─── DATA EXCERPTS

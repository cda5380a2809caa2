// Copyright (c) 2026 Graphcore Ltd. All rights reserved.

//! The resource model of a tiled accelerator.
//!
//! A device is described as a tree of resources owned by a
//! [`Topology`](crate::topology::Topology):
//!
//!  - [ports](crate::port::Port) are rate-bearing interconnect endpoints with
//!    directed connections to other ports.
//!  - [kernels](crate::kernel::Kernel) are compute units with a per-datatype
//!    performance table.
//!  - [memories](crate::memory::Memory) are capacity-bounded storage with a
//!    usage counter.
//!  - containers group the above into the device, levels and tiles.
//!
//! Every node carries the common [`Resource`](crate::base::Resource) fields:
//! a name, a parent handle and a reservation flag. A scheduler reserves
//! resources and consumes memory while it simulates execution, and resets
//! them between independent runs.
//!
//! # Example
//!
//! ```rust
//! use tessel_resources::base::{GetResource, Resource};
//! use tessel_resources::memory::Memory;
//! use tessel_resources::port::Port;
//! use tessel_resources::topology::Topology;
//!
//! let mut topology = Topology::new(Resource::new("device", None));
//! let root = topology.root();
//! let l1 = topology.insert(root, Resource::new("L1", None)).unwrap();
//! let l2 = topology.insert(root, Resource::new("L2", None)).unwrap();
//!
//! let up = topology.insert(l1, Port::link(None, 1, 2, 8.0, 0)).unwrap();
//! let down = topology.insert(l2, Port::link(None, 2, 1, 8.0, 0)).unwrap();
//! topology.connect(up, down).unwrap();
//!
//! let mem = topology.insert(l1, Memory::new(2, 64 * 1024)).unwrap();
//! topology.memory_mut(mem).unwrap().allocate(1024).unwrap();
//!
//! assert_eq!(topology.full_name(up).unwrap(), "device::L1::L1_to_L2_0");
//! assert!(topology.port(down).unwrap().is_connected_to(up));
//!
//! topology.reset_usage();
//! assert_eq!(topology.memory(mem).unwrap().bytes_used(), 0);
//! ```

pub mod base;
pub mod document;
pub mod kernel;
pub mod memory;
pub mod port;
pub mod topology;
pub mod types;
// Copyright (c) 2026 Graphcore Ltd. All rights reserved.

use std::io::Write;

use tessel_placement::types::{HerdError, PartialOutput, PlacementError};
use tessel_placement::{
    DOCUMENT_CLOSING, DOCUMENT_OPENING, Program, expand, write_document, write_fragment,
};

const MIXED: &str = r#"
functions:
  - name: forward
    body:
      - herd: { name: herd_0, shape: [2, 3], x_loc: 0, y_loc: 1 }
      - launch:
          body:
            - herd: { name: dynamic, shape: [1, "%n"], x_loc: 2, y_loc: 3 }
            - herd: { shape: [1, 2], x_loc: 4, y_loc: 0 }
"#;

fn fragment(program: &Program, policy: PartialOutput) -> (String, Result<usize, PlacementError>) {
    let mut out = Vec::new();
    let result = write_fragment(program, &mut out, policy);
    (String::from_utf8(out).unwrap(), result)
}

#[test]
fn row_major_expansion() {
    assert_eq!(
        expand(2, 3, 0, 1),
        Some(vec![(1, 0), (1, 1), (1, 2), (0, 0), (0, 1), (0, 2)])
    );
}

#[test]
fn discovery_order() {
    let program = Program::from_string(MIXED).unwrap();
    let names: Vec<&str> = program.herds().map(|herd| herd.name()).collect();
    assert_eq!(names, vec!["herd_0", "dynamic", "herd"]);
}

#[test]
fn herds_across_functions() {
    let program = Program::from_string(
        "
functions:
  - name: a
    body:
      - herd: { name: first, shape: [1, 1], x_loc: 0, y_loc: 0 }
  - name: b
    body:
      - segment:
          body:
            - launch:
                body:
                  - herd: { name: second, shape: [1, 1], x_loc: 1, y_loc: 1 }
  - name: empty
",
    )
    .unwrap();
    assert_eq!(program.functions.len(), 3);
    assert_eq!(program.functions[2].herds.len(), 0);

    let placements: Vec<_> = program
        .placements()
        .into_iter()
        .map(Result::unwrap)
        .collect();
    assert_eq!(placements[1].index, 1);
    assert_eq!(placements[1].name, "second");
    assert_eq!(placements[1].tiles, vec![(1, 1)]);
}

#[test]
fn single_herd_fragment() {
    let program = Program::from_string(
        "functions: [{name: f, body: [{herd: {name: h, shape: [2, 3], x_loc: 0, y_loc: 1}}]}]",
    )
    .unwrap();
    let (text, result) = fragment(&program, PartialOutput::EmitValid);
    assert_eq!(result.unwrap(), 1);
    assert_eq!(
        text,
        "[0, \"h\", [1, 0], [1, 1], [1, 2], [0, 0], [0, 1], [0, 2]]\n\t]\n}\n"
    );
}

#[test]
fn non_constant_shape_returned_and_others_written() {
    let program = Program::from_string(MIXED).unwrap();
    let (text, result) = fragment(&program, PartialOutput::EmitValid);

    // The failing herd still consumes index 1
    assert_eq!(
        text,
        "[0, \"herd_0\", [1, 0], [1, 1], [1, 2], [0, 0], [0, 1], [0, 2]],\n\t\t\t\t   \
         [2, \"herd\", [0, 4], [0, 5]]\n\t]\n}\n"
    );
    match result {
        Err(PlacementError::InvalidHerds(errors)) => {
            assert_eq!(
                errors,
                vec![HerdError::NonConstantShape {
                    herd: "dynamic".to_string(),
                    dimension: "%n".to_string(),
                }]
            );
        }
        other => panic!("unexpected result {other:?}"),
    }
}

#[test]
fn suppress_writes_nothing() {
    let program = Program::from_string(MIXED).unwrap();
    let (text, result) = fragment(&program, PartialOutput::Suppress);
    assert!(text.is_empty());
    assert!(matches!(result, Err(PlacementError::InvalidHerds(errors)) if errors.len() == 1));

    let mut out = Vec::new();
    assert!(write_document(&program, &mut out, PartialOutput::Suppress).is_err());
    assert!(out.is_empty());
}

#[test]
fn suppress_without_failures_writes_everything() {
    let program = Program::from_string(
        "functions: [{name: f, body: [{herd: {shape: [1, 1], x_loc: 0, y_loc: 0}}]}]",
    )
    .unwrap();
    let (suppressed, result) = fragment(&program, PartialOutput::Suppress);
    assert_eq!(result.unwrap(), 1);
    let (emitted, _) = fragment(&program, PartialOutput::EmitValid);
    assert_eq!(suppressed, emitted);
}

#[test]
fn invalid_anchor() {
    let program = Program::from_string(
        "
functions:
  - name: f
    body:
      - herd: { name: negative, shape: [1, 1], x_loc: -1, y_loc: 0 }
      - herd: { name: missing, shape: [1, 1], x_loc: 0 }
",
    )
    .unwrap();
    let placements = program.placements();
    assert_eq!(
        placements[0],
        Err(vec![HerdError::InvalidPlacement {
            herd: "negative".to_string(),
            x_loc: Some(-1),
            y_loc: Some(0),
        }])
    );
    assert_eq!(
        placements[1],
        Err(vec![HerdError::InvalidPlacement {
            herd: "missing".to_string(),
            x_loc: Some(0),
            y_loc: None,
        }])
    );

    let (text, result) = fragment(&program, PartialOutput::EmitValid);
    assert_eq!(text, DOCUMENT_CLOSING);
    assert!(matches!(result, Err(PlacementError::InvalidHerds(errors)) if errors.len() == 2));
}

#[test]
fn default_herd_name() {
    let program = Program::from_string(
        "functions: [{name: f, body: [{herd: {shape: [1, 1], x_loc: 0, y_loc: 0}}]}]",
    )
    .unwrap();
    let placement = program.placements().remove(0).unwrap();
    assert_eq!(placement.name, "herd");
}

#[test]
fn complete_document() {
    let program = Program::from_string(
        "functions: [{name: f, body: [{herd: {name: a, shape: [1, 1], x_loc: 0, y_loc: 0}},
                                     {herd: {name: b, shape: [1, 1], x_loc: 1, y_loc: 0}}]}]",
    )
    .unwrap();
    let mut out = Vec::new();
    assert_eq!(
        write_document(&program, &mut out, PartialOutput::EmitValid).unwrap(),
        2
    );
    let text = String::from_utf8(out).unwrap();
    assert_eq!(
        text,
        format!("{DOCUMENT_OPENING}[0, \"a\", [0, 0]],\n\t\t\t\t   [1, \"b\", [0, 1]]{DOCUMENT_CLOSING}")
    );
}

#[test]
fn from_file() {
    let mut file = tempfile::NamedTempFile::new().unwrap();
    file.write_all(MIXED.as_bytes()).unwrap();
    let program = Program::from_file(file.path()).unwrap();
    assert_eq!(program.herds().count(), 3);
}

#[test]
#[should_panic(expected = "missing field 'functions'")]
fn missing_functions() {
    Program::from_string("modules: []").unwrap();
}

#[test]
#[should_panic(expected = "function 'f': herd")]
fn herd_without_shape() {
    Program::from_string("functions: [{name: f, body: [{herd: {x_loc: 0, y_loc: 0}}]}]").unwrap();
}

#[test]
fn every_problem_reported() {
    let program = Program::from_string(
        r#"
functions:
  - name: f
    body:
      - herd: { name: broken, shape: ["%m", "%n"], y_loc: -2 }
"#,
    )
    .unwrap();
    assert_eq!(
        program.placements()[0],
        Err(vec![
            HerdError::NonConstantShape {
                herd: "broken".to_string(),
                dimension: "%m".to_string(),
            },
            HerdError::NonConstantShape {
                herd: "broken".to_string(),
                dimension: "%n".to_string(),
            },
            HerdError::InvalidPlacement {
                herd: "broken".to_string(),
                x_loc: None,
                y_loc: Some(-2),
            },
        ])
    );
}

#[test]
fn anchor_at_coordinate_limit() {
    let program = Program::from_string(&format!(
        "
functions:
  - name: f
    body:
      - herd: {{ name: edge, shape: [1, 2], x_loc: {}, y_loc: 0 }}
      - herd: {{ name: fits, shape: [1, 1], x_loc: {}, y_loc: 0 }}
",
        i64::MAX,
        i64::MAX
    ))
    .unwrap();
    let (text, result) = fragment(&program, PartialOutput::EmitValid);

    assert_eq!(
        text,
        format!("[1, \"fits\", [0, {}]]{DOCUMENT_CLOSING}", i64::MAX)
    );
    match result {
        Err(PlacementError::InvalidHerds(errors)) => {
            assert_eq!(
                errors,
                vec![HerdError::InvalidPlacement {
                    herd: "edge".to_string(),
                    x_loc: Some(i64::MAX),
                    y_loc: Some(0),
                }]
            );
        }
        other => panic!("unexpected result {other:?}"),
    }
}

#[test]
fn oversized_shape() {
    let program = Program::from_string(
        "
functions:
  - name: f
    body:
      - herd: { name: huge, shape: [4294967295, 4294967295], x_loc: 0, y_loc: 0 }
      - herd: { name: small, shape: [1, 1], x_loc: 0, y_loc: 0 }
",
    )
    .unwrap();
    let (text, result) = fragment(&program, PartialOutput::EmitValid);

    assert_eq!(text, format!("[1, \"small\", [0, 0]]{DOCUMENT_CLOSING}"));
    match result {
        Err(PlacementError::InvalidHerds(errors)) => {
            assert_eq!(
                errors,
                vec![HerdError::ShapeTooLarge {
                    herd: "huge".to_string(),
                    rows: u32::MAX,
                    cols: u32::MAX,
                }]
            );
        }
        other => panic!("unexpected result {other:?}"),
    }
}
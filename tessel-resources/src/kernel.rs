// Copyright (c) 2026 Graphcore Ltd. All rights reserved.

//! Compute kernels and their per-datatype performance profiles.

use std::collections::BTreeMap;
use std::fmt;

use log::debug;
use serde::Deserialize;
use serde_yaml::Value;

use crate::base::{GetResource, Resource};
use crate::document::{as_object, optional, required, required_str};
use crate::types::{ResourceError, ResourceId, ResourceResult};

const ENTITY: &str = "kernel";

/// How to treat a datatype entry that lacks `efficiency` or
/// `ops_per_core_per_cycle`.
#[derive(Clone, Copy, Debug, Default, PartialEq, Eq, Deserialize)]
#[serde(rename_all = "lowercase")]
pub enum DatatypePolicy {
    /// Record the entry as [`DatatypeProfile::UNSUPPORTED`].
    #[default]
    Tolerant,

    /// Reject the kernel with [`ResourceError::UnsupportedDatatypeSpec`].
    Strict,
}

/// Utilisation efficiency and operations per core per cycle for one datatype.
#[derive(Clone, Copy, Debug, PartialEq)]
pub struct DatatypeProfile {
    pub efficiency: f64,
    pub ops_per_core_per_cycle: u32,
}

impl DatatypeProfile {
    /// Sentinel for a datatype the kernel cannot be used with.
    pub const UNSUPPORTED: DatatypeProfile = DatatypeProfile {
        efficiency: 0.0,
        ops_per_core_per_cycle: 0,
    };

    #[must_use]
    pub fn new(efficiency: f64, ops_per_core_per_cycle: u32) -> Self {
        Self {
            efficiency,
            ops_per_core_per_cycle,
        }
    }

    #[must_use]
    pub fn is_usable(&self) -> bool {
        *self != Self::UNSUPPORTED
    }
}

impl fmt::Display for DatatypeProfile {
    fn fmt(&self, f: &mut fmt::Formatter<'_>) -> fmt::Result {
        write!(f, "({}, {})", self.efficiency, self.ops_per_core_per_cycle)
    }
}

#[derive(Clone, Debug, Default, PartialEq)]
pub struct Kernel {
    resource: Resource,

    // key = datatype name
    datatypes: BTreeMap<String, DatatypeProfile>,
}

impl Kernel {
    #[must_use]
    pub fn new(name: &str, parent: Option<ResourceId>) -> Self {
        Self {
            resource: Resource::new(name, parent),
            datatypes: BTreeMap::new(),
        }
    }

    /// Build a kernel from a description object of the form:
    ///   { name: linalg.matmul,
    ///     datatypes: { i8: { efficiency: 0.9, ops_per_core_per_cycle: 256 } } }
    pub fn from_description(
        parent: Option<ResourceId>,
        description: &Value,
        policy: DatatypePolicy,
    ) -> ResourceResult<Self> {
        let name = required_str(description, ENTITY, "name")?;
        let datatypes = required(description, ENTITY, "datatypes")?;
        let datatypes = as_object(datatypes, &format!("{ENTITY} {name}: datatypes"))?;

        let mut kernel = Kernel::new(name, parent);
        for (datatype_name, datatype) in datatypes {
            let Some(datatype_name) = datatype_name.as_str() else {
                return Err(ResourceError::invalid_field(
                    &format!("{ENTITY} {name}"),
                    "datatypes",
                    format!("datatype key {datatype_name:?} is not a string"),
                ));
            };

            if !datatype.is_mapping() {
                match policy {
                    DatatypePolicy::Tolerant => {
                        debug!("kernel {name}: ignoring datatype '{datatype_name}' (not a mapping)");
                        continue;
                    }
                    DatatypePolicy::Strict => {
                        return Err(ResourceError::UnsupportedDatatypeSpec {
                            kernel: name.to_string(),
                            datatype: datatype_name.to_string(),
                        });
                    }
                }
            }

            let efficiency = optional(datatype, "efficiency").and_then(Value::as_f64);
            let ops = optional(datatype, "ops_per_core_per_cycle")
                .and_then(Value::as_u64)
                .and_then(|ops| u32::try_from(ops).ok());
            kernel.push_datatype(datatype_name, efficiency, ops, policy)?;
        }
        Ok(kernel)
    }

    /// Record the profile for `datatype_name`.
    ///
    /// Both values are needed for the profile to be usable; otherwise the
    /// `policy` decides between storing the sentinel and failing.
    pub fn push_datatype(
        &mut self,
        datatype_name: &str,
        efficiency: Option<f64>,
        ops_per_core_per_cycle: Option<u32>,
        policy: DatatypePolicy,
    ) -> ResourceResult {
        let profile = match (efficiency, ops_per_core_per_cycle) {
            (Some(efficiency), Some(ops)) => DatatypeProfile::new(efficiency, ops),
            _ => match policy {
                DatatypePolicy::Tolerant => {
                    debug!(
                        "kernel {}: datatype '{datatype_name}' partially specified, marking unsupported",
                        self.name()
                    );
                    DatatypeProfile::UNSUPPORTED
                }
                DatatypePolicy::Strict => {
                    return Err(ResourceError::UnsupportedDatatypeSpec {
                        kernel: self.name().to_string(),
                        datatype: datatype_name.to_string(),
                    });
                }
            },
        };
        self.datatypes.insert(datatype_name.to_string(), profile);
        Ok(())
    }

    #[must_use]
    pub fn profile(&self, datatype_name: &str) -> Option<DatatypeProfile> {
        self.datatypes.get(datatype_name).copied()
    }

    /// True if the datatype is listed with a usable profile.
    #[must_use]
    pub fn supports(&self, datatype_name: &str) -> bool {
        self.profile(datatype_name)
            .is_some_and(|profile| profile.is_usable())
    }

    pub fn datatypes(&self) -> impl Iterator<Item = (&str, &DatatypeProfile)> {
        self.datatypes
            .iter()
            .map(|(name, profile)| (name.as_str(), profile))
    }

    #[must_use]
    pub fn num_datatypes(&self) -> usize {
        self.datatypes.len()
    }
}

impl GetResource for Kernel {
    fn resource(&self) -> &Resource {
        &self.resource
    }

    fn resource_mut(&mut self) -> &mut Resource {
        &mut self.resource
    }
}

──────

• GOAL OF THE EXERCISE: Using the listing above, pick out each line that contains the word "down", then copy it.

• ANSWER SECTION:
//! let down = topology.insert(l2, Port::link(None, 2, 1, 8.0, 0)).unwrap();
//! topology.connect(up, down).unwrap();
//! assert!(topology.port(down).unwrap().is_connected_to(up));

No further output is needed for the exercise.